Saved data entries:
----------
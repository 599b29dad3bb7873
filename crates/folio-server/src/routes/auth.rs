//! Admin login route: `/api/login`
//!
//! Checks the password and nothing else. No session or token is issued;
//! every later write presents the password again.

use std::sync::Arc;

use axum::extract::State;
use axum::extract::rejection::JsonRejection;
use axum::routing::post;
use axum::{Json, Router};
use serde::Deserialize;

use super::portfolio::SuccessResponse;
use crate::error::AppError;
use crate::state::AppState;

/// Build the login router.
pub fn router() -> Router<Arc<AppState>> {
    Router::new().route("/api/login", post(login))
}

#[derive(Debug, Deserialize)]
pub struct LoginRequest {
    pub password: Option<String>,
}

async fn login(
    State(state): State<Arc<AppState>>,
    body: Result<Json<LoginRequest>, JsonRejection>,
) -> Result<Json<SuccessResponse>, AppError> {
    let Json(body) = body?;

    if state.content.authenticate(body.password.as_deref()) {
        Ok(Json(SuccessResponse { success: true }))
    } else {
        Err(AppError::Unauthorized("invalid password".to_owned()))
    }
}
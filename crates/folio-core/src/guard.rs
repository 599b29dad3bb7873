//! Access guard for mutating operations.
//!
//! A single admin secret is configured at startup. Every authentication
//! attempt and every write presents a candidate that must equal it exactly.
//!
//! # Security model
//!
//! - No secret configured means every attempt is denied, never permitted.
//! - An empty configured secret counts as no secret.
//! - Comparison uses `subtle::ConstantTimeEq`; equal-length candidates take
//!   the same time whether or not they match.
//! - The secret is zeroized on drop and redacted from `Debug` output.
//! - There is no hashing, rate limiting, or lockout.

use std::fmt;

use subtle::ConstantTimeEq;
use zeroize::Zeroizing;

/// Binary allow/deny decision against the configured admin secret.
pub struct AccessGuard {
    secret: Option<Zeroizing<String>>,
}

impl AccessGuard {
    /// Create a guard for the given secret. `None` or `""` denies everything.
    #[must_use]
    pub fn new(secret: Option<String>) -> Self {
        Self {
            secret: secret.filter(|s| !s.is_empty()).map(Zeroizing::new),
        }
    }

    /// A guard with no secret configured.
    #[must_use]
    pub fn deny_all() -> Self {
        Self { secret: None }
    }

    /// Whether a secret is configured at all.
    #[must_use]
    pub fn is_configured(&self) -> bool {
        self.secret.is_some()
    }

    /// Check a caller-supplied credential.
    ///
    /// Returns `true` iff a secret is configured and `supplied` is present and
    /// byte-for-byte equal to it.
    #[must_use]
    pub fn verify(&self, supplied: Option<&str>) -> bool {
        let (Some(expected), Some(supplied)) = (self.secret.as_ref(), supplied) else {
            return false;
        };
        expected.as_bytes().ct_eq(supplied.as_bytes()).into()
    }
}

impl fmt::Debug for AccessGuard {
    fn fmt(&self, f: &mut fmt::Formatter<'_>) -> fmt::Result {
        f.debug_struct("AccessGuard")
            .field("configured", &self.is_configured())
            .finish()
    }
}

#[cfg(test)]
mod tests {
    use super::*;

    #[test]
    fn matching_secret_is_allowed() {
        let guard = AccessGuard::new(Some("S".to_owned()));
        assert!(guard.verify(Some("S")));
    }

    #[test]
    fn wrong_secret_is_denied() {
        let guard = AccessGuard::new(Some("hunter2".to_owned()));
        assert!(!guard.verify(Some("wrong")));
        assert!(!guard.verify(Some("hunter")));
        assert!(!guard.verify(Some("hunter22")));
        assert!(!guard.verify(Some("HUNTER2")));
        assert!(!guard.verify(Some("")));
        assert!(!guard.verify(None));
    }

    #[test]
    fn absent_secret_denies_everything() {
        let guard = AccessGuard::deny_all();
        assert!(!guard.is_configured());
        assert!(!guard.verify(Some("")));
        assert!(!guard.verify(Some("anything")));
        assert!(!guard.verify(None));
    }

    #[test]
    fn empty_secret_counts_as_absent() {
        let guard = AccessGuard::new(Some(String::new()));
        assert!(!guard.is_configured());
        assert!(!guard.verify(Some("")));
    }

    #[test]
    fn comparison_is_exact_not_trimmed() {
        let guard = AccessGuard::new(Some("pa ss".to_owned()));
        assert!(guard.verify(Some("pa ss")));
        assert!(!guard.verify(Some(" pa ss")));
        assert!(!guard.verify(Some("pa ss\n")));
    }

    #[test]
    fn debug_output_redacts_secret() {
        let guard = AccessGuard::new(Some("topsecret".to_owned()));
        let rendered = format!("{guard:?}");
        assert!(!rendered.contains("topsecret"));
        assert!(rendered.contains("configured: true"));
    }
}
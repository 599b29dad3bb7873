//! Shared application state for Folio server.
//!
//! A single [`AppState`] is constructed at startup and shared across all
//! Axum handlers via `Arc`.

use std::path::PathBuf;
use std::sync::Arc;

use folio_core::service::ContentService;
use tokio::sync::Semaphore;

/// In-flight requests allowed across the credential-checking routes.
pub const CREDENTIAL_CONCURRENCY: usize = 16;

/// Shared application state passed to all HTTP handlers.
#[derive(Debug)]
pub struct AppState {
    /// Read/authenticate/replace over the portfolio document.
    pub content: Arc<ContentService>,
    /// Directory the single-page app is served from.
    pub static_dir: PathBuf,
    /// One pool of permits shared by every credential-checking route.
    pub credential_permits: Arc<Semaphore>,
}

impl AppState {
    #[must_use]
    pub fn new(content: Arc<ContentService>, static_dir: PathBuf) -> Self {
        Self {
            content,
            static_dir,
            credential_permits: Arc::new(Semaphore::new(CREDENTIAL_CONCURRENCY)),
        }
    }
}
----------
• [Prompt]:
An exact reproduction of all the entries, complete to the last line, is needed.

• [Reply]:
repository 599b29dad3bb7873
filename crates/folio-server/src/routes/auth.rs
//! Admin login route: `/api/login`
//!
//! Checks the password and nothing else. No session or token is issued;
//! every later write presents the password again.

use std::sync::Arc;

use axum::extract::State;
use axum::extract::rejection::JsonRejection;
use axum::routing::post;
use axum::{Json, Router};
use serde::Deserialize;

use super::portfolio::SuccessResponse;
use crate::error::AppError;
use crate::state::AppState;

/// Build the login router.
pub fn router() -> Router<Arc<AppState>> {
    Router::new().route("/api/login", post(login))
}

#[derive(Debug, Deserialize)]
pub struct LoginRequest {
    pub password: Option<String>,
}

async fn login(
    State(state): State<Arc<AppState>>,
    body: Result<Json<LoginRequest>, JsonRejection>,
) -> Result<Json<SuccessResponse>, AppError> {
    let Json(body) = body?;

    if state.content.authenticate(body.password.as_deref()) {
        Ok(Json(SuccessResponse { success: true }))
    } else {
        Err(AppError::Unauthorized("invalid password".to_owned()))
    }
}
filename crates/folio-core/src/guard.rs
repository 599b29dad3bb7873
//! Access guard for mutating operations.
//!
//! A single admin secret is configured at startup. Every authentication
//! attempt and every write presents a candidate that must equal it exactly.
//!
//! # Security model
//!
//! - No secret configured means every attempt is denied, never permitted.
//! - An empty configured secret counts as no secret.
//! - Comparison uses `subtle::ConstantTimeEq`; equal-length candidates take
//!   the same time whether or not they match.
//! - The secret is zeroized on drop and redacted from `Debug` output.
//! - There is no hashing, rate limiting, or lockout.

use std::fmt;

use subtle::ConstantTimeEq;
use zeroize::Zeroizing;

/// Binary allow/deny decision against the configured admin secret.
pub struct AccessGuard {
    secret: Option<Zeroizing<String>>,
}

impl AccessGuard {
    /// Create a guard for the given secret. `None` or `""` denies everything.
    #[must_use]
    pub fn new(secret: Option<String>) -> Self {
        Self {
            secret: secret.filter(|s| !s.is_empty()).map(Zeroizing::new),
        }
    }

    /// A guard with no secret configured.
    #[must_use]
    pub fn deny_all() -> Self {
        Self { secret: None }
    }

    /// Whether a secret is configured at all.
    #[must_use]
    pub fn is_configured(&self) -> bool {
        self.secret.is_some()
    }

    /// Check a caller-supplied credential.
    ///
    /// Returns `true` iff a secret is configured and `supplied` is present and
    /// byte-for-byte equal to it.
    #[must_use]
    pub fn verify(&self, supplied: Option<&str>) -> bool {
        let (Some(expected), Some(supplied)) = (self.secret.as_ref(), supplied) else {
            return false;
        };
        expected.as_bytes().ct_eq(supplied.as_bytes()).into()
    }
}

impl fmt::Debug for AccessGuard {
    fn fmt(&self, f: &mut fmt::Formatter<'_>) -> fmt::Result {
        f.debug_struct("AccessGuard")
            .field("configured", &self.is_configured())
            .finish()
    }
}

#[cfg(test)]
mod tests {
    use super::*;

    #[test]
    fn matching_secret_is_allowed() {
        let guard = AccessGuard::new(Some("S".to_owned()));
        assert!(guard.verify(Some("S")));
    }

    #[test]
    fn wrong_secret_is_denied() {
        let guard = AccessGuard::new(Some("hunter2".to_owned()));
        assert!(!guard.verify(Some("wrong")));
        assert!(!guard.verify(Some("hunter")));
        assert!(!guard.verify(Some("hunter22")));
        assert!(!guard.verify(Some("HUNTER2")));
        assert!(!guard.verify(Some("")));
        assert!(!guard.verify(None));
    }

    #[test]
    fn absent_secret_denies_everything() {
        let guard = AccessGuard::deny_all();
        assert!(!guard.is_configured());
        assert!(!guard.verify(Some("")));
        assert!(!guard.verify(Some("anything")));
        assert!(!guard.verify(None));
    }

    #[test]
    fn empty_secret_counts_as_absent() {
        let guard = AccessGuard::new(Some(String::new()));
        assert!(!guard.is_configured());
        assert!(!guard.verify(Some("")));
    }

    #[test]
    fn comparison_is_exact_not_trimmed() {
        let guard = AccessGuard::new(Some("pa ss".to_owned()));
        assert!(guard.verify(Some("pa ss")));
        assert!(!guard.verify(Some(" pa ss")));
        assert!(!guard.verify(Some("pa ss\n")));
    }

    #[test]
    fn debug_output_redacts_secret() {
        let guard = AccessGuard::new(Some("topsecret".to_owned()));
        let rendered = format!("{guard:?}");
        assert!(!rendered.contains("topsecret"));
        assert!(rendered.contains("configured: true"));
    }
}
repository 599b29dad3bb7873
//! Shared application state for Folio server.
//!
//! A single [`AppState`] is constructed at startup and shared across all
//! Axum handlers via `Arc`.

use std::path::PathBuf;
use std::sync::Arc;

use folio_core::service::ContentService;
use tokio::sync::Semaphore;

/// In-flight requests allowed across the credential-checking routes.
pub const CREDENTIAL_CONCURRENCY: usize = 16;

/// Shared application state passed to all HTTP handlers.
#[derive(Debug)]
pub struct AppState {
    /// Read/authenticate/replace over the portfolio document.
    pub content: Arc<ContentService>,
    /// Directory the single-page app is served from.
    pub static_dir: PathBuf,
    /// One pool of permits shared by every credential-checking route.
    pub credential_permits: Arc<Semaphore>,
}

impl AppState {
    #[must_use]
    pub fn new(content: Arc<ContentService>, static_dir: PathBuf) -> Self {
        Self {
            content,
            static_dir,
            credential_permits: Arc::new(Semaphore::new(CREDENTIAL_CONCURRENCY)),
        }
    }
}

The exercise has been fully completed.